DATA EXCERPTS:
*** Begin section ***

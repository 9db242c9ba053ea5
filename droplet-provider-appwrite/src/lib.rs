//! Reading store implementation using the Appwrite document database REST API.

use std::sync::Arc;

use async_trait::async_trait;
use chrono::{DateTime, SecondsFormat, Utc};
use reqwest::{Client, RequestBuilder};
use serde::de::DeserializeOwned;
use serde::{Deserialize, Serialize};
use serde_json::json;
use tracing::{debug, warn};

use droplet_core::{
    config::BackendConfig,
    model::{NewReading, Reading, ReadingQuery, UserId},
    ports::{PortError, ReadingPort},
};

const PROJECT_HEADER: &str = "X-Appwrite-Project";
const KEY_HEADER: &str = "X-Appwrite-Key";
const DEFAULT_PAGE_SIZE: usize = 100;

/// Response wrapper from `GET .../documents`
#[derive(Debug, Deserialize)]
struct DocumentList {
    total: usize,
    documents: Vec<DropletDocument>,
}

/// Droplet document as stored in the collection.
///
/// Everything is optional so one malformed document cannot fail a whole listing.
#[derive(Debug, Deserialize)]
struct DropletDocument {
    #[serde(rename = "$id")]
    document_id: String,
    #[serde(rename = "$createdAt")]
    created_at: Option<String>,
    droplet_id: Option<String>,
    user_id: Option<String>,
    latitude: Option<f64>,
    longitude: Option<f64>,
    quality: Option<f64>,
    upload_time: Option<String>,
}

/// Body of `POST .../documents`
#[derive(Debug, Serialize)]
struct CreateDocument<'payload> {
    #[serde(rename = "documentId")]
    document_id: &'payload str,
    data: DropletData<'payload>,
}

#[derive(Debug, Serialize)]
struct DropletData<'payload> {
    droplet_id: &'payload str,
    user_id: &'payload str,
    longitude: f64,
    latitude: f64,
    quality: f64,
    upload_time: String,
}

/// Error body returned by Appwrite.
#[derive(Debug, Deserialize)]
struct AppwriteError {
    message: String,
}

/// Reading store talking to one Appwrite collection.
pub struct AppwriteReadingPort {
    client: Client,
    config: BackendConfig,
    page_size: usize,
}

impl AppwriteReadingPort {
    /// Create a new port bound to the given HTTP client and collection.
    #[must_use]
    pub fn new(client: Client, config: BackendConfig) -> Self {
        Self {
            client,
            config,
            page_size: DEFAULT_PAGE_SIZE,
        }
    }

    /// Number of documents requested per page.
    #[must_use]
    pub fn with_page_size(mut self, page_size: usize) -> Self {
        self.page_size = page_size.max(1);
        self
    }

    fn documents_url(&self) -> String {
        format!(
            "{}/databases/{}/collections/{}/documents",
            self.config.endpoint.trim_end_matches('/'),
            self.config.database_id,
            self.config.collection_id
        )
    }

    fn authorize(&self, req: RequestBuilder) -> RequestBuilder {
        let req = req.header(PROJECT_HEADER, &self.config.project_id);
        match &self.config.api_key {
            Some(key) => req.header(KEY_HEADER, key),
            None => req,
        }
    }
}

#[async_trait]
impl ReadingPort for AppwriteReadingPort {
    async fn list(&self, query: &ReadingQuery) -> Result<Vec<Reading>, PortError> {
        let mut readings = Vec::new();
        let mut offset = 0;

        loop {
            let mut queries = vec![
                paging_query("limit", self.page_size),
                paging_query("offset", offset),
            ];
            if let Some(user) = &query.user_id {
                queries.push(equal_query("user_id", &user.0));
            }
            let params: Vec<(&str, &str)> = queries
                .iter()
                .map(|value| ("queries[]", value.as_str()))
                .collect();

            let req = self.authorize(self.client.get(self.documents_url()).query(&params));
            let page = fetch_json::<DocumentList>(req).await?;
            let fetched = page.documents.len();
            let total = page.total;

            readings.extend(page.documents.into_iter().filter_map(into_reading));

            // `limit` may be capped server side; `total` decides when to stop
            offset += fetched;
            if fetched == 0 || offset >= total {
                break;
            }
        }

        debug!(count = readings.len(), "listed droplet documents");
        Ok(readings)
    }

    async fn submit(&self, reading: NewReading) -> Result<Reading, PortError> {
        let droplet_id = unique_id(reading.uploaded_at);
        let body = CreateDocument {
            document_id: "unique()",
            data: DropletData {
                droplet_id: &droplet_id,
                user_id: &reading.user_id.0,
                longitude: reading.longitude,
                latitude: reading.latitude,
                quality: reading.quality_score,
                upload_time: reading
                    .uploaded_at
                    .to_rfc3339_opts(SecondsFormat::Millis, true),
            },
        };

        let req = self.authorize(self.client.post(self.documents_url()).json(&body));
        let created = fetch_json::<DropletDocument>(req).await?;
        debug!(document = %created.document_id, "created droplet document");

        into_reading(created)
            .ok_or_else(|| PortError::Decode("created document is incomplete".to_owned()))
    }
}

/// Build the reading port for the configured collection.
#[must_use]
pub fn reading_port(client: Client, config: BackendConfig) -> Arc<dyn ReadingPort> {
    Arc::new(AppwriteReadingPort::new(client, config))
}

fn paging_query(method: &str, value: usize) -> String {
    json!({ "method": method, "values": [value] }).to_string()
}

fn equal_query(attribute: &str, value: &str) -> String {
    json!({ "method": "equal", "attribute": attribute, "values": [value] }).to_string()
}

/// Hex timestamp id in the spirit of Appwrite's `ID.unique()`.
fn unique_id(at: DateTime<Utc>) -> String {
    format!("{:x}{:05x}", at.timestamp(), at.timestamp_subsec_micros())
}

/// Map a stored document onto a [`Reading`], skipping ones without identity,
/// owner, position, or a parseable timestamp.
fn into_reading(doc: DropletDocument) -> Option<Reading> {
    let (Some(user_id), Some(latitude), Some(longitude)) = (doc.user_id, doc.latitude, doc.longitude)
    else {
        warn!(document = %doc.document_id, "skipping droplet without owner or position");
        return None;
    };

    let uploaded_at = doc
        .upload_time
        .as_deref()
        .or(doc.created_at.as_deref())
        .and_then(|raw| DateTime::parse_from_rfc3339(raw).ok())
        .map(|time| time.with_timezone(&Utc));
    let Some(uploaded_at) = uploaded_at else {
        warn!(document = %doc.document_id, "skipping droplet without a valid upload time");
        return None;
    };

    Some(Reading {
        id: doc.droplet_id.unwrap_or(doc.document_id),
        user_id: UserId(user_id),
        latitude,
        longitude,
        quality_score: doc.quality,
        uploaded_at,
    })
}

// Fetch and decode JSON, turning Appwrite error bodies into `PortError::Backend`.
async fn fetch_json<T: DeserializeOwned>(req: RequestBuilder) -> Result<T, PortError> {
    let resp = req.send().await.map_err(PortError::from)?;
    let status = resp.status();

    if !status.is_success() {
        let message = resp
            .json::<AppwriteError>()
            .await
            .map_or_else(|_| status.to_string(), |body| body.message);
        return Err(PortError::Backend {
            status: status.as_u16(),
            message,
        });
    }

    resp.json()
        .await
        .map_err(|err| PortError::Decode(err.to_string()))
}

*** End section ***
*** Begin section ***

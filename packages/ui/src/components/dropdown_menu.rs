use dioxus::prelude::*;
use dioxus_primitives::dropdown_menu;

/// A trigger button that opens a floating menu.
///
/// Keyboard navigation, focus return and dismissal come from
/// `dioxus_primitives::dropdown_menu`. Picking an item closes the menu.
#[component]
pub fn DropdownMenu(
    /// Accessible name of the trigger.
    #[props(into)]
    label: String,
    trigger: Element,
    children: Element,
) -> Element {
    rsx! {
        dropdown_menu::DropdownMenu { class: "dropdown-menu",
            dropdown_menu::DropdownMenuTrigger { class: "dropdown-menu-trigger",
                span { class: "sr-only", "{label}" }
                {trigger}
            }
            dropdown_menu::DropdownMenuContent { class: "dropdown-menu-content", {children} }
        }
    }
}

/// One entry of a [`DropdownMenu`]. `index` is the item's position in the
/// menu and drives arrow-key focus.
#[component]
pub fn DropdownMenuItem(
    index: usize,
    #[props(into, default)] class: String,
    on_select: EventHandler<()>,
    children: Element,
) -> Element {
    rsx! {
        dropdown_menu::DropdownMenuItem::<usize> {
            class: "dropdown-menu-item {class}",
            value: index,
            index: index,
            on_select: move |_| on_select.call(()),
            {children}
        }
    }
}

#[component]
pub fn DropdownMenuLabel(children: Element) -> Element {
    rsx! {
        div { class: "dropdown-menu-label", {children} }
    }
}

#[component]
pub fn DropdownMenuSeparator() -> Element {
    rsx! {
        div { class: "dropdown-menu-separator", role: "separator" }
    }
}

*** End section ***

EXERCISE DESCRIPTION:
Lines with the word "children": copy each one from the data above.

ANSWER TO THIS PROBLEM:
    children: Element,
            dropdown_menu::DropdownMenuContent { class: "dropdown-menu-content", {children} }
    children: Element,
            {children}
pub fn DropdownMenuLabel(children: Element) -> Element {
        div { class: "dropdown-menu-label", {children} }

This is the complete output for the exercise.